Walgreens suffers another data breach
Walgreens healthcare company has notified patients and employees of a data breach after computer hardware and other paper records containing the personal health information and Social Security numbers of patients was stolen.
Anaheim, Calif.-based Crescent Healthcare mailed out letters to patients and employees Feb. 21, notifying them of the theft which occurred Dec. 28, 2012. According to the letter, an unknown person or persons broke into Crescent's billing center and stole the hardware, which may have contained patient names, addresses, phone numbers, Social Security numbers, health insurance data, dates of birth and clinical diagnoses. The group notified authorities three days later.
"We are very sorry this happened, and we are cooperating with law enforcement to further investigate this incident," wrote Paul Mastrapa, president of Crescent Healthcare, in the letter. "Additionally, we have taken steps to prevent this from happening again including retraining employees and service providers on security, and [reviewing] our security policies and procedures."

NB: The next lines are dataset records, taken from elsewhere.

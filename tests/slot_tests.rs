use axum::{
    Router,
    body::Body,
    http::{Request, StatusCode},
};
use chrono::{DateTime, Duration, Utc};
use http_body_util::BodyExt;
use serde_json::{Value, json};
use tower::ServiceExt;

/// Default API key seeded by migration (must match m20250615_seed_admin_user.rs)
const ADMIN_API_KEY: &str = "cinebook_default_api_key_please_regenerate";

async fn spawn_app() -> Router {
    let mut config = cinebook::Config::default();
    config.general.database_path = "sqlite::memory:".to_string();
    config.server.secure_cookies = false;

    let state = cinebook::api::create_app_state_from_config(config, None)
        .await
        .expect("Failed to create app state");
    cinebook::api::router(state).await
}

async fn request(
    app: &Router,
    method: &str,
    uri: &str,
    api_key: Option<&str>,
    body: Option<Value>,
) -> (StatusCode, Value) {
    let mut builder = Request::builder().method(method).uri(uri);
    if let Some(key) = api_key {
        builder = builder.header("X-Api-Key", key);
    }

    let request = if let Some(body) = body {
        builder
            .header("Content-Type", "application/json")
            .body(Body::from(body.to_string()))
            .unwrap()
    } else {
        builder.body(Body::empty()).unwrap()
    };

    let response = app.clone().oneshot(request).await.unwrap();
    let status = response.status();
    let bytes = response.into_body().collect().await.unwrap().to_bytes();
    let body = if bytes.is_empty() {
        Value::Null
    } else {
        serde_json::from_slice(&bytes)
            .unwrap_or_else(|_| Value::String(String::from_utf8_lossy(&bytes).into_owned()))
    };
    (status, body)
}

async fn create(app: &Router, uri: &str, body: Value) -> i64 {
    let (status, body) = request(app, "POST", uri, Some(ADMIN_API_KEY), Some(body)).await;
    assert_eq!(status, StatusCode::CREATED, "create at {uri} failed: {body}");
    body["data"]["id"].as_i64().unwrap()
}

struct Fixture {
    cinema: i64,
    language: i64,
    other_language: i64,
    /// 120-minute movie released 2020-01-01.
    movie: i64,
    /// Movie whose release date is a year out.
    unreleased_movie: i64,
}

async fn seed(app: &Router) -> Fixture {
    let city = create(app, "/api/cities", json!({"name": "gotham"})).await;
    let cinema = create(
        app,
        "/api/cinemas",
        json!({
            "name": "alpha grand",
            "city": city,
            "address": "1 First Ave",
            "rows": 3,
            "seats_per_row": 4
        }),
    )
    .await;

    let language = create(app, "/api/languages", json!({"name": "english"})).await;
    let other_language = create(app, "/api/languages", json!({"name": "french"})).await;

    let movie = create(
        app,
        "/api/movies",
        json!({
            "name": "Inception",
            "description": "A heist inside dreams.",
            "duration_minutes": 120,
            "release_date": "2020-01-01",
            "genres": [],
            "languages": [language]
        }),
    )
    .await;

    let future_release = (Utc::now() + Duration::days(365)).date_naive().to_string();
    let unreleased_movie = create(
        app,
        "/api/movies",
        json!({
            "name": "Next Year Epic",
            "description": "Not out yet.",
            "duration_minutes": 100,
            "release_date": future_release,
            "genres": [],
            "languages": [language]
        }),
    )
    .await;

    Fixture {
        cinema,
        language,
        other_language,
        movie,
        unreleased_movie,
    }
}

fn slot_body(
    fx: &Fixture,
    movie: i64,
    language: i64,
    start: DateTime<Utc>,
    end: DateTime<Utc>,
) -> Value {
    json!({
        "price": 250,
        "start_time": start.to_rfc3339(),
        "end_time": end.to_rfc3339(),
        "movie": movie,
        "cinema": fx.cinema,
        "language": language
    })
}

#[tokio::test]
async fn test_slot_creation_and_seat_grid() {
    let app = spawn_app().await;
    let fx = seed(&app).await;

    let start = Utc::now() + Duration::days(2);
    let end = start + Duration::minutes(130);

    let (status, body) = request(
        &app,
        "POST",
        "/api/slots",
        Some(ADMIN_API_KEY),
        Some(slot_body(&fx, fx.movie, fx.language, start, end)),
    )
    .await;
    assert_eq!(status, StatusCode::CREATED, "slot create failed: {body}");
    let slot_id = body["data"]["id"].as_i64().unwrap();

    // The 3x4 grid generated at cinema creation shows up whole, every
    // seat distinct, in range, and available.
    let uri = format!("/api/slots/{slot_id}");
    let (status, body) = request(&app, "GET", &uri, None, None).await;
    assert_eq!(status, StatusCode::OK);

    let seats = body["data"]["seats"].as_array().unwrap();
    assert_eq!(seats.len(), 12);

    let mut coordinates = std::collections::HashSet::new();
    for seat in seats {
        let row = seat["row"].as_i64().unwrap();
        let number = seat["number"].as_i64().unwrap();
        assert!((1..=3).contains(&row));
        assert!((1..=4).contains(&number));
        assert_eq!(seat["available"], true);
        assert!(coordinates.insert((row, number)));
    }

    assert_eq!(body["data"]["movie"]["name"], "Inception");
    assert_eq!(body["data"]["language"]["name"], "english");
}

#[tokio::test]
async fn test_slot_rejects_end_before_start() {
    let app = spawn_app().await;
    let fx = seed(&app).await;

    let start = Utc::now() + Duration::days(2);
    let (status, _) = request(
        &app,
        "POST",
        "/api/slots",
        Some(ADMIN_API_KEY),
        Some(slot_body(&fx, fx.movie, fx.language, start, start)),
    )
    .await;
    assert_eq!(status, StatusCode::BAD_REQUEST);

    let (status, _) = request(
        &app,
        "POST",
        "/api/slots",
        Some(ADMIN_API_KEY),
        Some(slot_body(
            &fx,
            fx.movie,
            fx.language,
            start,
            start - Duration::minutes(10),
        )),
    )
    .await;
    assert_eq!(status, StatusCode::BAD_REQUEST);
}

#[tokio::test]
async fn test_slot_rejects_unsupported_language() {
    let app = spawn_app().await;
    let fx = seed(&app).await;

    let start = Utc::now() + Duration::days(2);
    let end = start + Duration::minutes(130);

    let (status, body) = request(
        &app,
        "POST",
        "/api/slots",
        Some(ADMIN_API_KEY),
        Some(slot_body(&fx, fx.movie, fx.other_language, start, end)),
    )
    .await;
    assert_eq!(status, StatusCode::BAD_REQUEST);
    assert!(body["error"].as_str().unwrap().contains("language"));
}

#[tokio::test]
async fn test_slot_rejects_overlap_in_same_cinema() {
    let app = spawn_app().await;
    let fx = seed(&app).await;

    let start = Utc::now() + Duration::days(2);
    let end = start + Duration::minutes(130);

    let (status, _) = request(
        &app,
        "POST",
        "/api/slots",
        Some(ADMIN_API_KEY),
        Some(slot_body(&fx, fx.movie, fx.language, start, end)),
    )
    .await;
    assert_eq!(status, StatusCode::CREATED);

    // Starts inside the booked window.
    let (status, body) = request(
        &app,
        "POST",
        "/api/slots",
        Some(ADMIN_API_KEY),
        Some(slot_body(
            &fx,
            fx.movie,
            fx.language,
            start + Duration::minutes(60),
            end + Duration::minutes(60),
        )),
    )
    .await;
    assert_eq!(status, StatusCode::BAD_REQUEST);
    assert!(body["error"].as_str().unwrap().contains("already booked"));

    // Fully envelops the booked window.
    let (status, _) = request(
        &app,
        "POST",
        "/api/slots",
        Some(ADMIN_API_KEY),
        Some(slot_body(
            &fx,
            fx.movie,
            fx.language,
            start - Duration::minutes(30),
            end + Duration::minutes(30),
        )),
    )
    .await;
    assert_eq!(status, StatusCode::BAD_REQUEST);

    // Back-to-back is allowed: the interval is half-open.
    let (status, body) = request(
        &app,
        "POST",
        "/api/slots",
        Some(ADMIN_API_KEY),
        Some(slot_body(
            &fx,
            fx.movie,
            fx.language,
            end,
            end + Duration::minutes(130),
        )),
    )
    .await;
    assert_eq!(status, StatusCode::CREATED, "touching slot rejected: {body}");
}

#[tokio::test]
async fn test_slot_rejects_duration_shorter_than_movie() {
    let app = spawn_app().await;
    let fx = seed(&app).await;

    let start = Utc::now() + Duration::days(2);
    let end = start + Duration::minutes(90);

    let (status, body) = request(
        &app,
        "POST",
        "/api/slots",
        Some(ADMIN_API_KEY),
        Some(slot_body(&fx, fx.movie, fx.language, start, end)),
    )
    .await;
    assert_eq!(status, StatusCode::BAD_REQUEST);
    assert!(body["error"].as_str().unwrap().contains("duration"));
}

#[tokio::test]
async fn test_slot_rejects_showtime_before_release_date() {
    let app = spawn_app().await;
    let fx = seed(&app).await;

    let start = Utc::now() + Duration::days(30);
    let end = start + Duration::minutes(110);

    let (status, body) = request(
        &app,
        "POST",
        "/api/slots",
        Some(ADMIN_API_KEY),
        Some(slot_body(&fx, fx.unreleased_movie, fx.language, start, end)),
    )
    .await;
    assert_eq!(status, StatusCode::BAD_REQUEST);
    assert!(body["error"].as_str().unwrap().contains("release date"));
}

#[tokio::test]
async fn test_slot_rejects_start_in_past() {
    let app = spawn_app().await;
    let fx = seed(&app).await;

    let start = Utc::now() - Duration::hours(1);
    let end = start + Duration::minutes(130);

    let (status, body) = request(
        &app,
        "POST",
        "/api/slots",
        Some(ADMIN_API_KEY),
        Some(slot_body(&fx, fx.movie, fx.language, start, end)),
    )
    .await;
    assert_eq!(status, StatusCode::BAD_REQUEST);
    assert!(body["error"].as_str().unwrap().contains("past"));
}

#[tokio::test]
async fn test_slot_update_runs_the_same_gate() {
    let app = spawn_app().await;
    let fx = seed(&app).await;

    let start = Utc::now() + Duration::days(2);
    let end = start + Duration::minutes(130);
    let (status, body) = request(
        &app,
        "POST",
        "/api/slots",
        Some(ADMIN_API_KEY),
        Some(slot_body(&fx, fx.movie, fx.language, start, end)),
    )
    .await;
    assert_eq!(status, StatusCode::CREATED);
    let slot_id = body["data"]["id"].as_i64().unwrap();

    let second_start = end + Duration::minutes(60);
    let second_end = second_start + Duration::minutes(130);
    let (status, _) = request(
        &app,
        "POST",
        "/api/slots",
        Some(ADMIN_API_KEY),
        Some(slot_body(
            &fx,
            fx.movie,
            fx.language,
            second_start,
            second_end,
        )),
    )
    .await;
    assert_eq!(status, StatusCode::CREATED);

    // Moving the first slot onto the second must fail.
    let uri = format!("/api/slots/{slot_id}");
    let (status, _) = request(
        &app,
        "PUT",
        &uri,
        Some(ADMIN_API_KEY),
        Some(slot_body(
            &fx,
            fx.movie,
            fx.language,
            second_start + Duration::minutes(10),
            second_end + Duration::minutes(10),
        )),
    )
    .await;
    assert_eq!(status, StatusCode::BAD_REQUEST);

    // An update that does not overlap anything else (including itself)
    // passes.
    let moved_start = second_end + Duration::minutes(60);
    let moved_end = moved_start + Duration::minutes(130);
    let (status, body) = request(
        &app,
        "PUT",
        &uri,
        Some(ADMIN_API_KEY),
        Some(slot_body(&fx, fx.movie, fx.language, moved_start, moved_end)),
    )
    .await;
    assert_eq!(status, StatusCode::OK, "slot move failed: {body}");
}

#[tokio::test]
async fn test_slot_writes_require_staff() {
    let app = spawn_app().await;
    let fx = seed(&app).await;

    let (status, _) = request(
        &app,
        "POST",
        "/api/auth/signup",
        None,
        Some(json!({"email": "user@example.com", "password": "password123"})),
    )
    .await;
    assert_eq!(status, StatusCode::CREATED);

    let (_, body) = request(
        &app,
        "POST",
        "/api/auth/login",
        None,
        Some(json!({"email": "user@example.com", "password": "password123"})),
    )
    .await;
    let user_key = body["data"]["api_key"].as_str().unwrap().to_string();

    let start = Utc::now() + Duration::days(2);
    let end = start + Duration::minutes(130);
    let (status, _) = request(
        &app,
        "POST",
        "/api/slots",
        Some(&user_key),
        Some(slot_body(&fx, fx.movie, fx.language, start, end)),
    )
    .await;
    assert_eq!(status, StatusCode::FORBIDDEN);
}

It's unclear how many patients are impacted by this breach but this is not Walgreen's first HIPAA breach. In December, the pharmacy chain was ordered to pay nearly $16.6 million to settle a lawsuit over dumping hazardous waste and confidential patient health records. And in July 2012, more than 1,200 Walgreens customers had their personal health information compromised after the company reported a theft of paper records.